Existing program verification tools struggle to scale to large codebases due to their heavy reliance on manual intervention. This paper introduces Diodon, a modular verification methodology that partitions systems into a security-critical core and peripheral applications. It combines semi-automated (auto-active) verification—using Gobra to formally verify core protocol properties such as key confidentiality and injection resistance—with fully automated static analysis for the periphery. A key innovation is I/O independence verification: a static analysis technique that automatically enforces interface constraints and guarantees isolation of I/O behavior, ensuring peripheral code cannot compromise core security. Evaluated on an industrial-grade Go codebase exceeding 100,000 lines, Diodon required verification of only ~1% of the codebase as the core, achieving end-to-end security certification within three months. This approach significantly improves the feasibility and efficiency of verifying large-scale systems.

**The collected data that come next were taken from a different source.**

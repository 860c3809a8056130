//! Workspace operations offered to the reasoning backend as callable tools.

use std::time::{Duration, Instant};

use serde::{Deserialize, Serialize};
use tracing::{info, warn};

use crate::core::budget::clamp_to_deadline;
use crate::io::workspace::Workspace;

/// Name and one-line description of every tool, in prompt order.
pub const TOOL_DESCRIPTIONS: &[(&str, &str)] = &[
    (
        "read_file",
        "read_file(path): return the file's content, or an empty string if it does not exist",
    ),
    (
        "write_file",
        "write_file(path, content): create or overwrite the file with the full content",
    ),
    (
        "list_files",
        "list_files(directory=\".\"): list every file under the directory, recursively",
    ),
    (
        "run_cmd",
        "run_cmd(cmd, cwd=null, timeout_secs=30): run a shell command, returns exit code, stdout and stderr",
    ),
    (
        "get_current_directory",
        "get_current_directory(): return the project root directory",
    ),
];

/// A single tool invocation requested by the backend.
#[derive(Debug, Clone, PartialEq, Eq, Serialize, Deserialize)]
#[serde(tag = "tool", rename_all = "snake_case")]
pub enum ToolCall {
    ReadFile {
        path: String,
    },
    WriteFile {
        path: String,
        content: String,
    },
    ListFiles {
        directory: Option<String>,
    },
    RunCmd {
        cmd: String,
        cwd: Option<String>,
        timeout_secs: Option<u64>,
    },
    GetCurrentDirectory,
}

impl ToolCall {
    pub fn name(&self) -> &'static str {
        match self {
            ToolCall::ReadFile { .. } => "read_file",
            ToolCall::WriteFile { .. } => "write_file",
            ToolCall::ListFiles { .. } => "list_files",
            ToolCall::RunCmd { .. } => "run_cmd",
            ToolCall::GetCurrentDirectory => "get_current_directory",
        }
    }

    /// Compact argument rendering for logs and transcripts. File content is
    /// summarized by size.
    pub fn describe_args(&self) -> String {
        match self {
            ToolCall::ReadFile { path } => format!("path={path:?}"),
            ToolCall::WriteFile { path, content } => {
                format!("path={path:?} content=<{} bytes>", content.len())
            }
            ToolCall::ListFiles { directory } => {
                format!("directory={:?}", directory.as_deref().unwrap_or("."))
            }
            ToolCall::RunCmd {
                cmd,
                cwd,
                timeout_secs,
            } => format!("cmd={cmd:?} cwd={cwd:?} timeout_secs={timeout_secs:?}"),
            ToolCall::GetCurrentDirectory => String::new(),
        }
    }
}

/// Outcome of a tool invocation as reported back to the backend.
#[derive(Debug, Clone, PartialEq, Eq, Serialize)]
pub struct ToolResult {
    pub ok: bool,
    pub output: String,
}

impl ToolResult {
    fn ok(output: impl Into<String>) -> Self {
        Self {
            ok: true,
            output: output.into(),
        }
    }

    pub fn error(message: impl std::fmt::Display) -> Self {
        Self {
            ok: false,
            output: format!("ERROR: {message}"),
        }
    }
}

/// Something that can execute tool calls on behalf of the backend.
pub trait ToolHost {
    /// Execute `call`. Failures are returned as error results, never raised.
    fn invoke(&mut self, call: &ToolCall) -> ToolResult;
}

/// Tool host backed by a sandboxed [`Workspace`].
pub struct ToolSet<'a> {
    workspace: &'a Workspace,
    shell_timeout: Duration,
    deadline: Option<Instant>,
    invocations: usize,
    written: Vec<String>,
}

impl<'a> ToolSet<'a> {
    pub fn new(workspace: &'a Workspace, shell_timeout: Duration) -> Self {
        Self {
            workspace,
            shell_timeout,
            deadline: None,
            invocations: 0,
            written: Vec::new(),
        }
    }

    /// Clamp every shell command so it cannot outlive `deadline`.
    pub fn with_deadline(mut self, deadline: Instant) -> Self {
        self.deadline = Some(deadline);
        self
    }

    pub fn invocations(&self) -> usize {
        self.invocations
    }

    /// Paths successfully written through `write_file`, in call order.
    pub fn written(&self) -> &[String] {
        &self.written
    }

    fn dispatch(&mut self, call: &ToolCall) -> ToolResult {
        match call {
            ToolCall::ReadFile { path } => match self.workspace.read(path) {
                Ok(content) => ToolResult::ok(content),
                Err(err) => ToolResult::error(err),
            },
            ToolCall::WriteFile { path, content } => match self.workspace.write(path, content) {
                Ok(target) => {
                    self.written.push(path.clone());
                    ToolResult::ok(format!("WROTE:{}", target.display()))
                }
                Err(err) => ToolResult::error(err),
            },
            ToolCall::ListFiles { directory } => {
                match self.workspace.list(directory.as_deref().unwrap_or(".")) {
                    Ok(files) if files.is_empty() => ToolResult::ok("No files found."),
                    Ok(files) => ToolResult::ok(files.join("\n")),
                    Err(err) => ToolResult::error(err),
                }
            }
            ToolCall::RunCmd {
                cmd,
                cwd,
                timeout_secs,
            } => {
                let requested = timeout_secs.map_or(self.shell_timeout, Duration::from_secs);
                let timeout = clamp_to_deadline(requested, self.deadline);
                match self.workspace.run(cmd, cwd.as_deref(), timeout) {
                    Ok(result) => match serde_json::to_string(&result) {
                        Ok(rendered) => ToolResult {
                            ok: result.success(),
                            output: rendered,
                        },
                        Err(err) => ToolResult::error(err),
                    },
                    Err(err) => ToolResult::error(err),
                }
            }
            ToolCall::GetCurrentDirectory => ToolResult::ok(self.workspace.current_directory()),
        }
    }
}

impl ToolHost for ToolSet<'_> {
    fn invoke(&mut self, call: &ToolCall) -> ToolResult {
        self.invocations += 1;
        let result = self.dispatch(call);
        if result.ok {
            info!(
                tool = call.name(),
                args = %call.describe_args(),
                result = %preview(&result.output),
                "tool invoked"
            );
        } else {
            warn!(
                tool = call.name(),
                args = %call.describe_args(),
                result = %preview(&result.output),
                "tool invocation failed"
            );
        }
        result
    }
}

fn preview(output: &str) -> String {
    const LIMIT: usize = 200;
    if output.len() <= LIMIT {
        return output.to_string();
    }
    let mut end = LIMIT;
    while !output.is_char_boundary(end) {
        end -= 1;
    }
    format!("{}... ({} bytes)", &output[..end], output.len())
}
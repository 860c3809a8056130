//! Applying a human edit request to a previously accepted record.
//!
//! Revision is a pure request/response exchange with the backend: the prior
//! record is only read, and the result is a fresh record of the same shape.
//! There is no diffing or merging; the backend is told to keep as much of the
//! original as it can.

use anyhow::{Context, Result};
use tracing::{info, instrument};

use crate::agents::infer_record;
use crate::core::types::{Plan, Record};
use crate::io::backend::Backend;
use crate::io::prompt::PromptEngine;

#[derive(Debug, Clone)]
pub struct Reviser {
    prompts: PromptEngine,
}

impl Reviser {
    pub fn new(prompts: PromptEngine) -> Self {
        Self { prompts }
    }

    /// Produce a revised copy of `previous` reflecting `edit`.
    ///
    /// `reference` is the approved plan, supplied when revising a task plan so
    /// the backend keeps the steps consistent with it.
    #[instrument(skip_all, fields(shape = R::SHAPE))]
    pub fn revise<R: Record, B: Backend + ?Sized>(
        &self,
        backend: &B,
        previous: &R,
        edit: &str,
        reference: Option<&Plan>,
    ) -> Result<R> {
        let previous_json = serde_json::to_string_pretty(previous)
            .with_context(|| format!("serialize previous {}", R::SHAPE))?;
        let reference_json = reference
            .map(serde_json::to_string_pretty)
            .transpose()
            .context("serialize reference plan")?;
        let prompt = self.prompts.render_revision(
            R::SHAPE,
            &previous_json,
            edit,
            reference_json.as_deref().map(|json| ("project plan", json)),
        )?;
        let label = format!("revise_{}", R::SHAPE.to_ascii_lowercase());
        let revised = infer_record(backend, prompt, &label)?;
        info!(edit_len = edit.len(), "revision produced");
        Ok(revised)
    }
}
//! Deterministic, pure logic shared by the orchestrator.
//!
//! Core modules must be free of I/O side effects. They operate on in-memory
//! data structures and return deterministic outputs suitable for tests.

pub mod budget;
pub mod machine;
pub mod state;
pub mod types;
//! Diagnostic tracing for the orchestrator.
//!
//! Tracing goes to stderr and is controlled by `RUST_LOG`. User-facing
//! progress is printed by the binary from run events and is unaffected by the
//! filter.

use tracing_subscriber::{EnvFilter, fmt, layer::SubscriberExt, util::SubscriberInitExt};

const DEFAULT_FILTER: &str = "warn,forge=info";

/// Initialize the tracing subscriber.
///
/// Reads `RUST_LOG`, defaulting to `warn,forge=info`. Compact format on stderr.
///
/// # Example
/// ```bash
/// RUST_LOG=forge=debug forge --config forge.toml
/// ```
pub fn init() {
    let filter =
        EnvFilter::try_from_default_env().unwrap_or_else(|_| EnvFilter::new(DEFAULT_FILTER));

    tracing_subscriber::registry()
        .with(filter)
        .with(fmt::layer().with_writer(std::io::stderr).compact())
        .init();
}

Existing program verifiers can prove advanced properties about security protocol implementations, but are difficult to scale to large codebases because of the manual effort required. We develop a novel methodology called *Diodon* that addresses this challenge by splitting the codebase into the protocol implementation (the *Core*) and the remainder (the *Application*). This split allows us to apply powerful semi-automated verification techniques to the security-critical Core, while fully-automatic static analyses scale the verification to the entire codebase by ensuring that the Application cannot invalidate the security properties proved for the Core. The static analyses achieve that by proving *I/O independence*, i.e., that the I/O operations within the Application are independent of the Core's security-relevant data (such as keys), and that the Application meets the Core's requirements. We have proved Diodon sound by first showing that we can safely allow the Application to perform I/O independent of the security protocol, and second that manual verification and static analyses soundly compose. We evaluate Diodon on two case studies: an implementation of the signed Diffie-Hellman key exchange and a large (100k+ LoC) production Go codebase implementing a key exchange protocol for which we obtained secrecy and injective agreement guarantees by verifying a Core of about 1% of the code with the auto-active program verifier Gobra in less than three person months.